Problem: AlwaysOpen was set to no

Impact: Device wouldn't remain open, causing connection issues with VTL

Solution: Changed AlwaysOpen to yes for all tape devices

Device {
  Name = Drive-0
- AlwaysOpen = no
+ AlwaysOpen = yes
}

4. Wrong Changer Device Path

Problem: Using /dev/sch* (medium changer device) instead of /dev/sg* (generic SCSI device)

Impact: bacula user couldn't access the changer due to permission issues (cdrom group vs tape group)

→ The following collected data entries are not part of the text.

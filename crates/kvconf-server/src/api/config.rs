// Configuration API handlers

use actix_web::{HttpRequest, HttpResponse, web};
use kvconf_common::IDEMPOTENCY_KEY_HEADER;
use kvconf_core::{Configuration, DeleteSummary};

use super::{idempotency_token, json_body, model::CreateConfigRequest};
use crate::{error::AppError, model::app_state::AppState};

/// `POST /config`
#[utoipa::path(
    post,
    path = "/config",
    tag = "config",
    request_body(content = CreateConfigRequest, content_type = "application/json"),
    params(
        ("x-idempotency-key" = Option<String>, Header, description = "Client token; a repeated token is rejected")
    ),
    responses(
        (status = 201, description = "Configuration created", body = Configuration),
        (status = 400, description = "Invalid body or token"),
        (status = 409, description = "Idempotency key already used"),
        (status = 415, description = "Body is not application/json"),
        (status = 502, description = "Backend unavailable"),
        (status = 504, description = "Request deadline expired")
    )
)]
pub async fn create_config(
    req: HttpRequest,
    body: web::Bytes,
    data: web::Data<AppState>,
) -> Result<HttpResponse, AppError> {
    let request: CreateConfigRequest = json_body(&req, &body)?;
    let token = idempotency_token(&req)?;
    let ctx = data.op_context();

    let cfg = Configuration::from(request);
    let (created, token) = data
        .ledger
        .create_once(&ctx, token.as_deref(), || data.configs.create(&ctx, cfg))
        .await?;

    Ok(HttpResponse::Created()
        .insert_header((IDEMPOTENCY_KEY_HEADER, token))
        .json(created))
}

/// `GET /configs`
#[utoipa::path(
    get,
    path = "/configs",
    tag = "config",
    responses(
        (status = 200, description = "Matching entries, empty when none match", body = Vec<Configuration>),
        (status = 502, description = "Backend unavailable"),
        (status = 504, description = "Request deadline expired")
    )
)]
pub async fn list_configs(data: web::Data<AppState>) -> Result<HttpResponse, AppError> {
    let configs = data.configs.list_all(&data.op_context()).await?;
    Ok(HttpResponse::Ok().json(configs))
}

/// `GET /config/{id}`, every version and label of the id
#[utoipa::path(
    get,
    path = "/config/{id}",
    tag = "config",
    params(
        ("id" = String, Path, description = "Entity id")
    ),
    responses(
        (status = 200, description = "Matching entries, empty when none match", body = Vec<Configuration>),
        (status = 400, description = "Invalid coordinates"),
        (status = 502, description = "Backend unavailable"),
        (status = 504, description = "Request deadline expired")
    )
)]
pub async fn get_configs_by_id(
    path: web::Path<String>,
    data: web::Data<AppState>,
) -> Result<HttpResponse, AppError> {
    let id = path.into_inner();
    let configs = data.configs.get_by_id(&data.op_context(), &id).await?;
    Ok(HttpResponse::Ok().json(configs))
}

/// `GET /config/{id}/{version}`, every label
#[utoipa::path(
    get,
    path = "/config/{id}/{version}",
    tag = "config",
    params(
        ("id" = String, Path, description = "Entity id"),
        ("version" = String, Path, description = "Version")
    ),
    responses(
        (status = 200, description = "Matching entries, empty when none match", body = Vec<Configuration>),
        (status = 400, description = "Invalid coordinates"),
        (status = 502, description = "Backend unavailable"),
        (status = 504, description = "Request deadline expired")
    )
)]
pub async fn get_configs(
    path: web::Path<(String, String)>,
    data: web::Data<AppState>,
) -> Result<HttpResponse, AppError> {
    let (id, version) = path.into_inner();
    let configs = data
        .configs
        .get_by_coordinates(&data.op_context(), &id, &version, "")
        .await?;
    Ok(HttpResponse::Ok().json(configs))
}

/// `GET /config/{id}/{version}/{labels}`
#[utoipa::path(
    get,
    path = "/config/{id}/{version}/{labels}",
    tag = "config",
    params(
        ("id" = String, Path, description = "Entity id"),
        ("version" = String, Path, description = "Version"),
        ("labels" = String, Path, description = "Label")
    ),
    responses(
        (status = 200, description = "Matching entries, empty when none match", body = Vec<Configuration>),
        (status = 400, description = "Invalid coordinates"),
        (status = 502, description = "Backend unavailable"),
        (status = 504, description = "Request deadline expired")
    )
)]
pub async fn get_configs_by_label(
    path: web::Path<(String, String, String)>,
    data: web::Data<AppState>,
) -> Result<HttpResponse, AppError> {
    let (id, version, labels) = path.into_inner();
    let configs = data
        .configs
        .get_by_coordinates(&data.op_context(), &id, &version, &labels)
        .await?;
    Ok(HttpResponse::Ok().json(configs))
}

/// `DELETE /config/{id}/{version}`
#[utoipa::path(
    delete,
    path = "/config/{id}/{version}",
    tag = "config",
    params(
        ("id" = String, Path, description = "Entity id"),
        ("version" = String, Path, description = "Version")
    ),
    responses(
        (status = 200, description = "Deleted, or nothing was stored", body = DeleteSummary),
        (status = 400, description = "Invalid coordinates"),
        (status = 502, description = "Backend unavailable"),
        (status = 504, description = "Request deadline expired")
    )
)]
pub async fn delete_config(
    path: web::Path<(String, String)>,
    data: web::Data<AppState>,
) -> Result<HttpResponse, AppError> {
    let (id, version) = path.into_inner();
    let deleted = data.configs.delete(&data.op_context(), &id, &version).await?;
    Ok(HttpResponse::Ok().json(deleted))
}

/// `DELETE /config/{id}/{version}/{labels}`
#[utoipa::path(
    delete,
    path = "/config/{id}/{version}/{labels}",
    tag = "config",
    params(
        ("id" = String, Path, description = "Entity id"),
        ("version" = String, Path, description = "Version"),
        ("labels" = String, Path, description = "Label")
    ),
    responses(
        (status = 200, description = "Deleted, or nothing was stored", body = DeleteSummary),
        (status = 400, description = "Invalid coordinates"),
        (status = 502, description = "Backend unavailable"),
        (status = 504, description = "Request deadline expired")
    )
)]
pub async fn delete_config_by_label(
    path: web::Path<(String, String, String)>,
    data: web::Data<AppState>,
) -> Result<HttpResponse, AppError> {
    let (id, version, labels) = path.into_inner();
    let deleted = data
        .configs
        .delete_by_label(&data.op_context(), &id, &version, &labels)
        .await?;
    Ok(HttpResponse::Ok().json(deleted))
}
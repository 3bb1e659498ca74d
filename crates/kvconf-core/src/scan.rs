// Prefix helpers shared by the repositories

use kvconf_common::Result;
use kvconf_store::{KvBackend, KvEntry};
use serde::de::DeserializeOwned;

use crate::context::OpContext;
use crate::model::decode;

/// Whether `candidate` is `key` itself or sits below it
pub(crate) fn within(key: &str, candidate: &str) -> bool {
    candidate
        .strip_prefix(key)
        .is_some_and(|rest| rest.is_empty() || rest.starts_with('/'))
}

pub(crate) async fn list(
    ctx: &OpContext,
    backend: &dyn KvBackend,
    prefix: &str,
) -> Result<Vec<KvEntry>> {
    ctx.run("list", backend.list(prefix)).await
}

/// List the entities stored under an entity root such as `configs`.
///
/// The root is scanned as a bare prefix, so idempotency tokens that merely
/// start with the root name (`configs-retry-1`) come back too; only keys
/// strictly below `{root}/` are kept.
pub(crate) async fn list_root(
    ctx: &OpContext,
    backend: &dyn KvBackend,
    root: &str,
) -> Result<Vec<KvEntry>> {
    let mut entries = list(ctx, backend, root).await?;
    entries.retain(|entry| within(root, &entry.key) && entry.key != root);
    Ok(entries)
}

pub(crate) fn decode_all<T: DeserializeOwned>(entries: &[KvEntry]) -> Result<Vec<T>> {
    entries.iter().map(|entry| decode(&entry.value)).collect()
}

/// Remove `key` and everything below it.
///
/// A plain subtree delete on `configs/x/v1` would also remove `configs/x/v10`,
/// so the exact key and the `/`-terminated subtree are removed separately.
/// The two steps are not atomic together; a reader in between may see the
/// labeled entries without the unlabeled one.
pub(crate) async fn delete_subtree(
    ctx: &OpContext,
    backend: &dyn KvBackend,
    key: &str,
) -> Result<u64> {
    let mut removed = 0;
    if ctx.run("delete", backend.delete(key)).await? {
        removed += 1;
    }
    let subtree = format!("{key}/");
    removed += ctx.run("delete_tree", backend.delete_tree(&subtree)).await?;
    Ok(removed)
}
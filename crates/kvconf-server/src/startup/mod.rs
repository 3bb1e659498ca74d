//! Application startup: logging, HTTP server and shutdown

mod http;
mod logging;
mod shutdown;

pub use http::{HttpServerSettings, main_server};
pub use logging::{LogRotation, LoggingConfig, LoggingGuard, init_logging};
pub use shutdown::{ShutdownSignal, run_until_shutdown, wait_for_shutdown_signal};
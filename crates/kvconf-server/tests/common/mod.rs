//! Shared helpers for the HTTP API tests

#![allow(dead_code)]

use std::sync::Arc;

use actix_http::Request;
use actix_web::{
    App, Error,
    dev::{Service, ServiceResponse},
    http::header::CONTENT_TYPE,
    middleware::{NormalizePath, TrailingSlash},
    test, web,
};
use kvconf_common::IDEMPOTENCY_KEY_HEADER;
use kvconf_server::{
    api::route::routes, middleware::ObservabilityMiddleware, model::app_state::AppState,
};
use kvconf_store::{KvBackend, MemoryKvBackend};
use metrics_exporter_prometheus::PrometheusBuilder;
use serde_json::Value;

/// Application state over a fresh in-memory backend
pub fn memory_state() -> (AppState, MemoryKvBackend) {
    let backend = MemoryKvBackend::new();
    (state_over(Arc::new(backend.clone())), backend)
}

pub fn state_over(backend: Arc<dyn KvBackend>) -> AppState {
    let handle = PrometheusBuilder::new().build_recorder().handle();
    AppState::from_backend(backend).with_metrics_handle(handle)
}

/// Same middleware stack and routes as the production server
pub async fn create_test_app(
    state: AppState,
) -> impl Service<Request, Response = ServiceResponse, Error = Error> {
    test::init_service(
        App::new()
            .wrap(ObservabilityMiddleware::new())
            .wrap(NormalizePath::new(TrailingSlash::Trim))
            .app_data(web::Data::new(state))
            .configure(routes),
    )
    .await
}

pub async fn post_json<S>(app: &S, uri: &str, body: Value, token: Option<&str>) -> ServiceResponse
where
    S: Service<Request, Response = ServiceResponse, Error = Error>,
{
    let mut req = test::TestRequest::post()
        .uri(uri)
        .insert_header((CONTENT_TYPE, "application/json"))
        .set_payload(body.to_string());
    if let Some(token) = token {
        req = req.insert_header((IDEMPOTENCY_KEY_HEADER, token));
    }
    test::call_service(app, req.to_request()).await
}

pub async fn get<S>(app: &S, uri: &str) -> ServiceResponse
where
    S: Service<Request, Response = ServiceResponse, Error = Error>,
{
    test::call_service(app, test::TestRequest::get().uri(uri).to_request()).await
}

pub async fn put<S>(app: &S, uri: &str) -> ServiceResponse
where
    S: Service<Request, Response = ServiceResponse, Error = Error>,
{
    test::call_service(app, test::TestRequest::put().uri(uri).to_request()).await
}

pub async fn delete<S>(app: &S, uri: &str) -> ServiceResponse
where
    S: Service<Request, Response = ServiceResponse, Error = Error>,
{
    test::call_service(app, test::TestRequest::delete().uri(uri).to_request()).await
}

/// Create a configuration and return its JSON
pub async fn create_config<S>(app: &S, body: Value) -> Value
where
    S: Service<Request, Response = ServiceResponse, Error = Error>,
{
    let resp = post_json(app, "/config", body, None).await;
    assert_eq!(resp.status(), 201);
    test::read_body_json(resp).await
}

/// Create a group and return its JSON
pub async fn create_group<S>(app: &S, body: Value) -> Value
where
    S: Service<Request, Response = ServiceResponse, Error = Error>,
{
    let resp = post_json(app, "/group", body, None).await;
    assert_eq!(resp.status(), 201);
    test::read_body_json(resp).await
}
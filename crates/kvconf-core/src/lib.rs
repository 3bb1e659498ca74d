//! kvconf Core - Versioned configurations and groups on a prefix-ordered KV store
//!
//! This crate provides:
//! - Key codec: how coordinates map onto flat backend keys
//! - Idempotency ledger: at-most-once creates keyed by a client token
//! - Configuration and group repositories
//! - `OpContext`: per-operation deadline propagated to every backend call

pub mod config_repo;
pub mod context;
pub mod group_repo;
pub mod key;
pub mod ledger;
pub mod model;

mod scan;

pub use config_repo::ConfigRepository;
pub use context::OpContext;
pub use group_repo::GroupRepository;
pub use ledger::IdempotencyLedger;
pub use model::{Configuration, DeleteSummary, DetachOutcome, Group};
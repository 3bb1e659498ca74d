//! Entity models persisted in the backend and returned to callers.

use std::collections::BTreeMap;

use bytes::Bytes;
use kvconf_common::Result;
use serde::{Deserialize, Serialize, de::DeserializeOwned};
use utoipa::ToSchema;

/// Immutable, versioned key/value configuration
#[derive(Clone, Debug, Default, PartialEq, Eq, Serialize, Deserialize, ToSchema)]
#[schema(example = json!({
    "id": "0b6a3f2e-2b7e-4c55-9a57-1f0f4a1c2d3e",
    "entries": {"db.url": "postgres://localhost", "pool": "8"},
    "version": "v1",
    "labels": "env:prod"
}))]
pub struct Configuration {
    #[serde(default)]
    pub id: String,
    #[serde(default)]
    pub entries: BTreeMap<String, String>,
    pub version: String,
    #[serde(default)]
    pub labels: String,
}

impl Configuration {
    pub fn new(version: impl Into<String>, labels: impl Into<String>) -> Self {
        Self {
            version: version.into(),
            labels: labels.into(),
            ..Default::default()
        }
    }

    pub fn with_entry(mut self, key: impl Into<String>, value: impl Into<String>) -> Self {
        self.entries.insert(key.into(), value.into());
        self
    }

    /// Whether this configuration sits exactly at the given coordinates.
    /// An empty label matches every label.
    pub fn matches(&self, id: &str, version: &str, label: &str) -> bool {
        self.id == id && self.version == version && (label.is_empty() || self.labels == label)
    }
}

/// Versioned group holding embedded copies of configurations
#[derive(Clone, Debug, Default, PartialEq, Eq, Serialize, Deserialize, ToSchema)]
pub struct Group {
    #[serde(default)]
    pub id: String,
    #[serde(default)]
    pub configs: Vec<Configuration>,
    pub version: String,
    #[serde(default)]
    pub labels: String,
}

impl Group {
    pub fn new(version: impl Into<String>, labels: impl Into<String>) -> Self {
        Self {
            version: version.into(),
            labels: labels.into(),
            ..Default::default()
        }
    }

    /// Remove the first member with the given id
    pub fn remove_first(&mut self, config_id: &str) -> bool {
        match self.configs.iter().position(|c| c.id == config_id) {
            Some(index) => {
                self.configs.remove(index);
                true
            }
            None => false,
        }
    }
}

/// Result of any delete operation
#[derive(Clone, Debug, PartialEq, Eq, Serialize, Deserialize, ToSchema)]
pub struct DeleteSummary {
    #[serde(rename = "Deleted")]
    pub deleted: String,
}

impl DeleteSummary {
    pub fn new(id: impl Into<String>) -> Self {
        Self { deleted: id.into() }
    }
}

/// Result of detaching a configuration from a group
#[derive(Clone, Debug, PartialEq, Eq)]
pub struct DetachOutcome {
    /// The group as persisted after the detach attempt
    pub group: Group,
    /// `false` when no member carried the requested id
    pub removed: bool,
}

pub(crate) fn encode<T: Serialize>(value: &T) -> Result<Bytes> {
    Ok(Bytes::from(serde_json::to_vec(value)?))
}

pub(crate) fn decode<T: DeserializeOwned>(value: &[u8]) -> Result<T> {
    Ok(serde_json::from_slice(value)?)
}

Solution: Changed Changer Device to use sg devices

Autochanger {
  Name = Scalar-i500
- Changer Device = /dev/sch0
+ Changer Device = /dev/sg7
}

Device Mapping:

  • /dev/sch0/dev/sg7 (Scalar i500)
  • /dev/sch1/dev/sg8 (Scalar i40)

5. Missing User Permissions

Problem: bacula user not in required groups for device access

Impact: "Permission denied" errors when accessing tape and changer devices

Solution: Added bacula user to tape and cdrom groups

usermod -a -G tape,cdrom bacula
systemctl restart bacula-sd

6. Incorrect Storage Resource Configuration

Problem: Storage resource in Director config referenced autochanger name instead of individual drives

Impact: Bacula couldn't properly communicate with individual tape drives

Solution: Listed all drives explicitly in Storage resource

Storage {
  Name = Scalar-i500
- Device = Scalar-i500
+ Device = Drive-0
+ Device = Drive-1
+ Device = Drive-2
+ Device = Drive-3
  Autochanger = Scalar-i500
}

7. mtx-changer List Output Format

Problem: Script output format didn't match Bacula's expected format

Impact: "Invalid Slot number" errors, preventing volume labeling

Original Output: 1 Full:VolumeTag=E01001L8 Expected Output: 1:E01001L8

Solution: Fixed sed pattern in list command

# Original (incorrect)
list)
  ${MTX} -f $ctl status | grep "Storage Element" | grep "Full" | awk '{print $3 $4}' | sed 's/:/ /'
  ;;

# Fixed
list)
  ${MTX} -f $ctl status | grep "Storage Element" | grep "Full" | awk '{print $3 $4}' | sed 's/:Full:VolumeTag=/:/'
  ;;

Troubleshooting Steps

Step 1: Verify mtx-changer Script Works Manually

# Test slots command
/usr/lib/bacula/scripts/mtx-changer /dev/sg7 slots
# Expected output: 43

# Test list command
/usr/lib/bacula/scripts/mtx-changer /dev/sg7 list
# Expected output: 1:E01001L8, 2:E01002L8, etc.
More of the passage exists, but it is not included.